§ Exercise details
Would you please transcribe, exactly as written, the lines of the entries below starting at the one that holds "assert_eq!(lifecycle.phase(), Phase::ShuttingDown);" and ending at the one that holds "assert_eq!(lifecycle.phase(), Phase::Stopped);", both included?

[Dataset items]
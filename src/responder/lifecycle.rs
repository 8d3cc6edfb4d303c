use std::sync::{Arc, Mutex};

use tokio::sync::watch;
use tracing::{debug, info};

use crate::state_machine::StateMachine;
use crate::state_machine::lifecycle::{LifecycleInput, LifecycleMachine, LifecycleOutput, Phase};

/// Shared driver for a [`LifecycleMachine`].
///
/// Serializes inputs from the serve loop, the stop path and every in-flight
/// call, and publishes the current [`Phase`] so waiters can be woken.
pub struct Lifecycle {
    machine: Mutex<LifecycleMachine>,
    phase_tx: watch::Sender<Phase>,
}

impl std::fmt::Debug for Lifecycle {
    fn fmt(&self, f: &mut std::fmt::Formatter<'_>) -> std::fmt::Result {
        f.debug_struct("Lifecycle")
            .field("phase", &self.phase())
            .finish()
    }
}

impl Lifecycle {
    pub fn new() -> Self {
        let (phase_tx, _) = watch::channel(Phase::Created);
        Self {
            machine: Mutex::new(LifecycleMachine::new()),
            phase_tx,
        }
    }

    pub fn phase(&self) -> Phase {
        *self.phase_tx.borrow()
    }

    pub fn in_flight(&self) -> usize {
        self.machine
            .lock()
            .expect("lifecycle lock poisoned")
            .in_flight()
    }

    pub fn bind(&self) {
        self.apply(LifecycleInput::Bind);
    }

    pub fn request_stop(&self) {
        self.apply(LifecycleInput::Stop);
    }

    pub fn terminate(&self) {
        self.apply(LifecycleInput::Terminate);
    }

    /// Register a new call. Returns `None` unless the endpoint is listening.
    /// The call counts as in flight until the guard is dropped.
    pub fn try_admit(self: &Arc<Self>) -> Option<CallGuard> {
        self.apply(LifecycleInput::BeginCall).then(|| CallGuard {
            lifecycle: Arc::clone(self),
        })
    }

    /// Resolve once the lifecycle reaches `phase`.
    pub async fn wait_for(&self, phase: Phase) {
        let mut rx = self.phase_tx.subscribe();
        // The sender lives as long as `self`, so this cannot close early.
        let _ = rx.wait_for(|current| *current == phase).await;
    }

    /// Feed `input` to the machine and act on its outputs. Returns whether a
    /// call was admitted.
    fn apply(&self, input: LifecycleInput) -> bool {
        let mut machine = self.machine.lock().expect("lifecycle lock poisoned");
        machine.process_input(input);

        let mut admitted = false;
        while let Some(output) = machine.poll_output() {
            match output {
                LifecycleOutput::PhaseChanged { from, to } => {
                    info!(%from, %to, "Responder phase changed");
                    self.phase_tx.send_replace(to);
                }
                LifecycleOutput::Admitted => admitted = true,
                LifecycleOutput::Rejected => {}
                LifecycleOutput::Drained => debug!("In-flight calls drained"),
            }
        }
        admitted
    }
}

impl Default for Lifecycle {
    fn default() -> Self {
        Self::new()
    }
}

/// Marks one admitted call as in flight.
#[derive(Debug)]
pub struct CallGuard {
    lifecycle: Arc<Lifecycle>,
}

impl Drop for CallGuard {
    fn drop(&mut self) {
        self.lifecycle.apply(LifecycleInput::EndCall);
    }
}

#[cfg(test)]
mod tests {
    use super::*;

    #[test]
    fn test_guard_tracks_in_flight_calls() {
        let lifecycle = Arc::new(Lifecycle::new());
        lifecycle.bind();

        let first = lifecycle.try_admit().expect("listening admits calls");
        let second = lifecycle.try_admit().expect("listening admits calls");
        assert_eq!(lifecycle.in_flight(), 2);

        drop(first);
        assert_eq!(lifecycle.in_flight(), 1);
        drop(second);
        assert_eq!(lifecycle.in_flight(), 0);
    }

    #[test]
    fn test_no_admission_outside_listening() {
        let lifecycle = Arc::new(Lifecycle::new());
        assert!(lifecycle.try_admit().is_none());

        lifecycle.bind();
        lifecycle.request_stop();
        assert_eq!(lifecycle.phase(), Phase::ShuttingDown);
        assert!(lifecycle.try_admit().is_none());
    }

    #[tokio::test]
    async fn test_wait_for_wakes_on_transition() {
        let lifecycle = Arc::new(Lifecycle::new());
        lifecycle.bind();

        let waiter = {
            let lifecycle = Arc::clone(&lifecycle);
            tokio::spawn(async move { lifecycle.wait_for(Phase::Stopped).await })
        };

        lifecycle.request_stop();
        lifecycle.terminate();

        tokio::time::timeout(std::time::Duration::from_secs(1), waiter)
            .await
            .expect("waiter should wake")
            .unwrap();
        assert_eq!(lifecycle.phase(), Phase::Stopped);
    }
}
* * *
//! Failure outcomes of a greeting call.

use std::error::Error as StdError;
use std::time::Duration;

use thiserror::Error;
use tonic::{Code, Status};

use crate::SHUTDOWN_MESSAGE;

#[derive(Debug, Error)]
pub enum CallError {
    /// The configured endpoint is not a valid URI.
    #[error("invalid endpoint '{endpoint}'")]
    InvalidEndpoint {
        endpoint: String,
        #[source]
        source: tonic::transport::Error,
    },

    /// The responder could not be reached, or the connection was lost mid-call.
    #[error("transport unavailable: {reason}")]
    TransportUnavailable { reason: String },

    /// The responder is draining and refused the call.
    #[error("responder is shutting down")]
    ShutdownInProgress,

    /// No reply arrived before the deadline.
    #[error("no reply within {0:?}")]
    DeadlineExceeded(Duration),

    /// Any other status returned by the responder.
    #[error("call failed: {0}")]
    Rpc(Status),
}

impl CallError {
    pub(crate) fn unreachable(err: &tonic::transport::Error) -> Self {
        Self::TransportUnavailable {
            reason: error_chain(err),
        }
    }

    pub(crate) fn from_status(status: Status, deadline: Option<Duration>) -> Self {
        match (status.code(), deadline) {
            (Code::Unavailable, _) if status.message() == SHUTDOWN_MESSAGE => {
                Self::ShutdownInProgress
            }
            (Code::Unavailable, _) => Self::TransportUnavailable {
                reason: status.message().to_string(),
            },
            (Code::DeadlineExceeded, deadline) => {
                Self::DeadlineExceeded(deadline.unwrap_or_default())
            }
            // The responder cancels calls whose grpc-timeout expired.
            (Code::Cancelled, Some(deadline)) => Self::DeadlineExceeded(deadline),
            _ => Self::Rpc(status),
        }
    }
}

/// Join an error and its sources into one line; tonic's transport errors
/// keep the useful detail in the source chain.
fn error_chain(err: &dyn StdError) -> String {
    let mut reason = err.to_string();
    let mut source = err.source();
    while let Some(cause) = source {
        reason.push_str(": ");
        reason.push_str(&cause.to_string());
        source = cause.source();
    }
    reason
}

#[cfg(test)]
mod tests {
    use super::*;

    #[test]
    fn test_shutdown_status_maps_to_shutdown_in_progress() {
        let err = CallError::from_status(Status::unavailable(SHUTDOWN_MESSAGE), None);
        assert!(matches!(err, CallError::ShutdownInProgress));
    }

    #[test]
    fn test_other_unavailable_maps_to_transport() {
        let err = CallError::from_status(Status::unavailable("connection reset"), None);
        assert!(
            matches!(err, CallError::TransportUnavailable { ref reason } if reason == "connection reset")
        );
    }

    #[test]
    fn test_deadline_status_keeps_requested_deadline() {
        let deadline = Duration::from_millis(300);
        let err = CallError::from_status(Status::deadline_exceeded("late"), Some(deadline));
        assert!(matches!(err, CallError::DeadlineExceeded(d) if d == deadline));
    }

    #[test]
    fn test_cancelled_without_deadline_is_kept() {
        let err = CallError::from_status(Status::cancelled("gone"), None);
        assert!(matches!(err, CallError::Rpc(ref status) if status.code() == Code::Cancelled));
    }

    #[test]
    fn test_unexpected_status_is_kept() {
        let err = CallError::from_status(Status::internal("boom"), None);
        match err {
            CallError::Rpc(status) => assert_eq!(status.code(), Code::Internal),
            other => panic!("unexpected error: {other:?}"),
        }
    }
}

§ Answer
        assert_eq!(lifecycle.phase(), Phase::ShuttingDown);
        assert!(lifecycle.try_admit().is_none());
    }

    #[tokio::test]
    async fn test_wait_for_wakes_on_transition() {
        let lifecycle = Arc::new(Lifecycle::new());
        lifecycle.bind();

        let waiter = {
            let lifecycle = Arc::clone(&lifecycle);
            tokio::spawn(async move { lifecycle.wait_for(Phase::Stopped).await })
        };

        lifecycle.request_stop();
        lifecycle.terminate();

        tokio::time::timeout(std::time::Duration::from_secs(1), waiter)
            .await
            .expect("waiter should wake")
            .unwrap();
        assert_eq!(lifecycle.phase(), Phase::Stopped);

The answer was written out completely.